Salut Mike. Tu viens de prolonger ton contrat avec le LOSC jusqu’en 2022. Comment accueilles-tu cette nouvelle ?
Comme une récompense de mes efforts et de ma patience. Cela prouve que le club a confiance en mes capacités et veut construire l’avenir avec moi. Je suis arrivé ici en tant que numéro 2 avec l’objectif de m’imposer. Aujourd’hui, je suis numéro 1, j’aspire maintenant à continuer de progresser et j’espère aider le club à retrouver la place qui devrait être la sienne au classement. Le projet du LOSC est bon, j’y crois dur comme fer.
 
Tu es aujourd’hui l’un des joueurs les plus anciens du vestiaire lillois. En quoi ce rôle est-il nouveau pour toi ?
Notre équipe est relativement jeune. Je ne suis pas vieux non plus, mais je suis au club depuis deux ans et demi. Ma mission consiste donc aussi, avec les autres cadres, à aider les nouveaux dans leur intégration, à les placer sur le bon chemin, de la même façon que les anciens m’avaient accueilli lorsque je suis arrivé, en 2015.
 
Un petit mot sur Christophe Galtier et sa méthode…

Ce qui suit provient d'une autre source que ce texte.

use crate::domain::model::Student;
use std::collections::VecDeque;

/// FIFO of students sharing one branch, kept in input order.
#[derive(Debug, Clone, Default)]
pub struct GroupQueue {
    students: VecDeque<Student>,
}

impl GroupQueue {
    pub fn new() -> Self {
        Self::default()
    }

    pub fn enqueue(&mut self, student: Student) {
        self.students.push_back(student);
    }

    /// `None` signals the queue has run dry.
    pub fn dequeue(&mut self) -> Option<Student> {
        self.students.pop_front()
    }

    pub fn is_empty(&self) -> bool {
        self.students.is_empty()
    }

    pub fn len(&self) -> usize {
        self.students.len()
    }
}
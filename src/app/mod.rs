pub mod run;
pub mod search;

pub use run::search_then_export;
pub use search::{SearchOutcome, SearchSession};
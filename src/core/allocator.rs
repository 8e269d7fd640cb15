use crate::core::grid::RoomGrid;
use crate::core::roster::BranchRoster;

#[derive(Debug, Clone, Default, PartialEq, Eq)]
pub struct AllocationReport {
    pub seated: usize,
    /// Students still queued once every seat was taken.
    pub unseated: usize,
    /// Seated count per branch, in round-robin order.
    pub per_branch: Vec<(String, usize)>,
}

/// Fills a grid by taking one student per branch in turn.
#[derive(Debug, Clone, Copy, Default)]
pub struct RoundRobinAllocator;

impl RoundRobinAllocator {
    pub fn new() -> Self {
        Self
    }

    /// Walks the vacant seats in fill order. Each seat goes to the branch
    /// whose turn it is, skipping branches with nobody left; the turn then
    /// moves on to the next branch regardless of who was seated. Stops as
    /// soon as every queue is empty. Students left over when seats run out
    /// stay in the roster.
    pub fn allocate(&self, roster: &mut BranchRoster, grid: &mut RoomGrid) -> AllocationReport {
        let branch_count = roster.branch_count();
        let mut per_branch: Vec<(String, usize)> =
            roster.branch_codes().map(|code| (code.to_string(), 0)).collect();
        let mut seated = 0;
        let mut turn = 0;

        for index in 0..grid.capacity() {
            if roster.all_empty() {
                break;
            }
            if !grid.is_vacant(index) {
                continue;
            }

            while roster.slot_is_empty(turn) {
                turn = (turn + 1) % branch_count;
            }

            let (branch, queue) = roster.slot_mut(turn);
            let Some(student) = queue.dequeue() else {
                break;
            };
            tracing::trace!("Seat {} -> {} ({})", index, student.roll_number, branch);

            // vacancy was checked above
            if grid.place(index, student).is_ok() {
                per_branch[turn].1 += 1;
                seated += 1;
            }

            turn = (turn + 1) % branch_count;
        }

        let unseated = roster.remaining();
        if unseated > 0 {
            tracing::warn!(
                "Seating capacity of {} exhausted: {} student(s) were not seated",
                grid.capacity(),
                unseated
            );
        }
        tracing::debug!("Seated {} student(s), {} unseated", seated, unseated);

        AllocationReport {
            seated,
            unseated,
            per_branch,
        }
    }
}

#[cfg(test)]
mod tests {
    use super::*;
    use crate::domain::model::{RoomLayout, SeatPosition};

    fn fill_order(grid: &RoomGrid) -> Vec<(String, String)> {
        grid.positions()
            .filter_map(|(_, seat)| seat.student())
            .map(|s| (s.roll_number.clone(), s.branch.clone()))
            .collect()
    }

    fn allocate(input: &str, layout: RoomLayout) -> (RoomGrid, AllocationReport, BranchRoster) {
        let mut roster = BranchRoster::default();
        roster.load_str(input);
        let mut grid = RoomGrid::new(layout);
        let report = RoundRobinAllocator::new().allocate(&mut roster, &mut grid);
        (grid, report, roster)
    }

    #[test]
    fn test_empty_branch_turns_are_skipped() {
        let (grid, report, _) = allocate("S1 CSE\nS2 IT\nS3 CSE\n", RoomLayout::new(1, 2, 2));

        assert_eq!(
            fill_order(&grid),
            vec![
                ("S1".to_string(), "CSE".to_string()),
                ("S2".to_string(), "IT".to_string()),
                ("S3".to_string(), "CSE".to_string()),
            ]
        );
        assert_eq!(report.seated, 3);
        assert_eq!(report.unseated, 0);
        assert!(grid
            .get(SeatPosition { room: 1, row: 2, bench: 2 })
            .unwrap()
            .is_empty());
    }

    #[test]
    fn test_first_cycle_follows_branch_order() {
        let input = "E1 ENTC R1 RAI X1 EXCP I1 IT C1 CSE E2 ENTC C2 CSE";
        let (grid, _, _) = allocate(input, RoomLayout::default());

        let branches: Vec<String> = fill_order(&grid).into_iter().map(|(_, b)| b).collect();
        assert_eq!(
            &branches[..5],
            &["CSE", "IT", "EXCP", "RAI", "ENTC"].map(String::from)
        );
        assert_eq!(&branches[5..], &["CSE", "ENTC"].map(String::from));
    }

    #[test]
    fn test_turn_advances_after_every_placement() {
        // CSE has 3, IT has 1: after IT dries up CSE takes every seat.
        let (grid, report, _) = allocate("A CSE B CSE C CSE D IT", RoomLayout::new(1, 1, 4));
        let rolls: Vec<String> = fill_order(&grid).into_iter().map(|(r, _)| r).collect();
        assert_eq!(rolls, vec!["A", "D", "B", "C"]);
        assert_eq!(
            report.per_branch,
            vec![
                ("CSE".to_string(), 3),
                ("IT".to_string(), 1),
                ("EXCP".to_string(), 0),
                ("RAI".to_string(), 0),
                ("ENTC".to_string(), 0),
            ]
        );
    }

    #[test]
    fn test_capacity_overflow_truncates_silently() {
        let input: String = (1..=10).map(|i| format!("S{} CSE\n", i)).collect();
        let (grid, report, roster) = allocate(&input, RoomLayout::new(2, 2, 2));

        assert_eq!(report.seated, 8);
        assert_eq!(report.unseated, 2);
        assert_eq!(grid.occupied(), 8);
        assert_eq!(roster.remaining(), 2);
        assert_eq!(grid.search("S8"), Some(SeatPosition { room: 2, row: 2, bench: 2 }));
        assert_eq!(grid.search("S9"), None);
    }

    #[test]
    fn test_no_students_leaves_grid_empty() {
        let (grid, report, _) = allocate("", RoomLayout::new(1, 2, 2));
        assert_eq!(grid.occupied(), 0);
        assert_eq!(report.seated, 0);
    }

    #[test]
    fn test_every_student_is_seated_exactly_once() {
        let branches = ["CSE", "IT", "EXCP", "RAI", "ENTC"];
        let input: String = (0..37)
            .map(|i| format!("R{:03} {}\n", i, branches[(i * 7 + i / 3) % 5]))
            .collect();
        let (grid, report, _) = allocate(&input, RoomLayout::new(2, 4, 5));

        assert_eq!(report.seated, 37);
        let mut rolls: Vec<String> = fill_order(&grid).into_iter().map(|(r, _)| r).collect();
        rolls.sort();
        rolls.dedup();
        assert_eq!(rolls.len(), 37);
        for i in 0..37 {
            assert!(grid.search(&format!("R{:03}", i)).is_some());
        }
        // seats fill contiguously from the front
        let occupied: Vec<bool> = grid.positions().map(|(_, s)| !s.is_empty()).collect();
        assert!(occupied[..37].iter().all(|&o| o));
        assert!(occupied[37..].iter().all(|&o| !o));
    }

    #[test]
    fn test_pre_seated_grid_keeps_existing_seats() {
        let mut roster = BranchRoster::default();
        roster.load_str("S1 CSE S2 IT");
        let mut grid = RoomGrid::new(RoomLayout::new(1, 1, 3));
        grid.place(0, crate::domain::model::Student::new("X", "RAI"))
            .unwrap();

        let report = RoundRobinAllocator::new().allocate(&mut roster, &mut grid);
        assert_eq!(report.seated, 2);
        let rolls: Vec<String> = fill_order(&grid).into_iter().map(|(r, _)| r).collect();
        assert_eq!(rolls, vec!["X", "S1", "S2"]);
    }
}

(enthousiaste) Ça se passe très bien. J’apprécie sa façon de travailler, il apporte sa niaque, sa grinta. Il parvient à trouver les mots justes pour nous motiver et nous donner confiance, son discours passe bien. Je suis certain que ça finira par payer. Cela ne fait que quelques semaines qu’il est arrivé. Même si je sais qu’il nous en manque, il faut laisser le temps.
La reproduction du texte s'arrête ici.